Both of these concepts make sense individually; they're just different approaches to how we predict future points. An ARIMA model uses both of these ideas and allows us to fit one nice model that looks at both past values *and *past prediction errors.

## Example of Fitting a Time Series Model

So let's take a look at an example and see if we can't fit a model. I've randomly created some time series data, and the first thing to do it simply plot it and see what's happening. Here, I've plotted my series:

Here are some things to look for. First, a key assumption with these models is that our series has to be stationary. A stationary time series is one whose mean and variance are constant over time. In our case, it's clear that our mean is *not *constant over time—it's decreasing.

To resolve this, we can take a first difference of our data, and investigate *that*. In Minitab, this can be done by going to **Stat > Time Series > Differences** and taking a difference of lag 1. (This means that we are subtracting each data point from the one that follows it.)

When we plot this lag 1 difference data, we can see it is now stationary:

It took one difference to make our data stationary, so we now have one piece of our ARIMA model, the "I", which stands for "Integration." We know that we have an ARIMA(p,1,q). Now, how do we find the AR term(p) and the MA term(q)? To do that, we need to dive into two plots, namely the ACF and PACF—and this is where it gets tricky.

## Interpreting ACF and PACF Plots

The ACF stands for Autocorrelation function, and the PACF for Partial Autocorrelation function. Looking at these two plots together can help us form an idea of what models to fit. Autocorrelation computes and plots the autocorrelations of a time series. Autocorrelation is the correlation between observations of a time series separated by *k *time units.

Similarly, partial autocorrelations measure the strength of relationship with other terms being accounted for, in this case other terms being the intervening lags present in the model. For example, the partial autocorrelaton at lag 4 is the correlation at lag 4, accounting for the correlations at lags 1, 2, and 3. To generate these plots in Minitab, we go to **Stat > Time Series > Autocorrelation** or **Stat > Time Series > Partial Autocorrelation**. I've generated these plots for our simulated data below:

So what do these plots tell us? They each show a clear pattern, but how does that pattern help us to determine what our p and q values will be? Let's notice our patterns. Our PACF slowly tapers to 0, although it has two spikes at lags 1 and 2. On the other side, our ACF shows a tapering pattern, with lags slowly degrading towards 0. The table below can be used to help identify patterns, and what model conclusions we can make about those patterns.

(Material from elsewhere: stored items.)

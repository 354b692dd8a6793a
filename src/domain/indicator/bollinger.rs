//! Bollinger Bands indicator.
//!
//! - Middle: rolling mean over `window` closes
//! - Upper / Lower: middle ± 2 × rolling sample standard deviation
//! - Width: upper - lower
//!
//! The band state compares the width with its own rolling mean over the same
//! window: narrower is a squeeze, wider is an expansion, equal is neither.

use super::stddev::{rolling_mean, rolling_mean_opt, rolling_std};

pub const BAND_MULTIPLIER: f64 = 2.0;

#[derive(Debug, Clone, Copy, PartialEq, Eq)]
pub enum BandState {
    Squeeze,
    Expand,
    Neutral,
}

#[derive(Debug, Clone, Default, PartialEq)]
pub struct BollingerSeries {
    pub upper: Vec<Option<f64>>,
    pub middle: Vec<Option<f64>>,
    pub lower: Vec<Option<f64>>,
    pub width: Vec<Option<f64>>,
    pub state: Vec<Option<BandState>>,
}

pub fn calculate_bollinger(closes: &[f64], window: usize) -> BollingerSeries {
    let middle = rolling_mean(closes, window);
    let std = rolling_std(closes, window);

    let mut upper = Vec::with_capacity(closes.len());
    let mut lower = Vec::with_capacity(closes.len());
    let mut width = Vec::with_capacity(closes.len());

    for (m, s) in middle.iter().zip(&std) {
        match (m, s) {
            (Some(m), Some(s)) => {
                let u = m + BAND_MULTIPLIER * s;
                let l = m - BAND_MULTIPLIER * s;
                upper.push(Some(u));
                lower.push(Some(l));
                width.push(Some(u - l));
            }
            _ => {
                upper.push(None);
                lower.push(None);
                width.push(None);
            }
        }
    }

    let width_mean = rolling_mean_opt(&width, window);
    let state = width
        .iter()
        .zip(&width_mean)
        .map(|(w, avg)| Some(band_state((*w)?, (*avg)?)))
        .collect();

    BollingerSeries {
        upper,
        middle,
        lower,
        width,
        state,
    }
}

fn band_state(width: f64, mean_width: f64) -> BandState {
    if width < mean_width {
        BandState::Squeeze
    } else if width > mean_width {
        BandState::Expand
    } else {
        BandState::Neutral
    }
}

#[cfg(test)]
mod tests {
    use super::*;
    use approx::assert_relative_eq;

    #[test]
    fn bollinger_warmup() {
        let out = calculate_bollinger(&[10.0, 20.0, 30.0, 40.0, 50.0], 3);
        assert!(out.upper[0].is_none());
        assert!(out.upper[1].is_none());
        assert!(out.upper[2].is_some());
        // state needs `window` widths
        assert!(out.state[3].is_none());
        assert!(out.state[4].is_some());
    }

    #[test]
    fn bollinger_basic_calculation() {
        let out = calculate_bollinger(&[10.0, 20.0, 30.0], 3);
        // mean 20, sample std 10
        assert_relative_eq!(out.middle[2].unwrap(), 20.0);
        assert_relative_eq!(out.upper[2].unwrap(), 40.0, epsilon = 1e-12);
        assert_relative_eq!(out.lower[2].unwrap(), 0.0, epsilon = 1e-12);
        assert_relative_eq!(out.width[2].unwrap(), 40.0, epsilon = 1e-12);
    }

    #[test]
    fn constant_prices_resolve_to_neutral() {
        let out = calculate_bollinger(&[100.0; 8], 3);
        assert_relative_eq!(out.width[7].unwrap(), 0.0);
        assert_eq!(out.state[7], Some(BandState::Neutral));
    }

    #[test]
    fn calm_after_volatility_is_squeeze() {
        let closes = [100.0, 120.0, 80.0, 120.0, 80.0, 100.0, 100.5, 100.0, 100.5];
        let out = calculate_bollinger(&closes, 3);
        assert_eq!(out.state[8], Some(BandState::Squeeze));
    }

    #[test]
    fn breakout_after_calm_is_expand() {
        let closes = [100.0, 100.5, 100.0, 100.5, 100.0, 100.5, 120.0];
        let out = calculate_bollinger(&closes, 3);
        assert_eq!(out.state[6], Some(BandState::Expand));
    }

    #[test]
    fn too_short_is_undefined() {
        let out = calculate_bollinger(&[1.0, 2.0], 20);
        assert!(out.width.iter().all(Option::is_none));
        assert!(out.state.iter().all(Option::is_none));
    }
}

ACF Pattern | PACF Pattern | Conclusion |
---|---|---|

Tapers to 0 in some fashion | non-zero values at first p points; zero values elsewhere | AR(p) Model |

non-zero values at first q points; zero values elsewhere | Tapers to 0 in some fashion | MA(q) model |

Values that remain close to 1, no tapering off | Values that remain close to 1, no tapering off | Symptoms of a non-stationary series. Differencing is most likely needed. |

No significant correlations | No significant correlations | Random Series |

If a model contains both AR and MA terms, the interpretation gets trickier. In general, both will taper off to 0. There may still be spikes in the ACF and/or PACF which could lead you to try AR and MA terms of that quantity. However, it usually helps to try a few different models, and based on model diagnostics, choose which one fits best.

In this case, I used simulated data, so I know the best fit for my model is going to be an ARIMA(1,1,1). However, with real-world data, the answer may not be so obvious, and thus many models may have to be considered before landing on a single choice.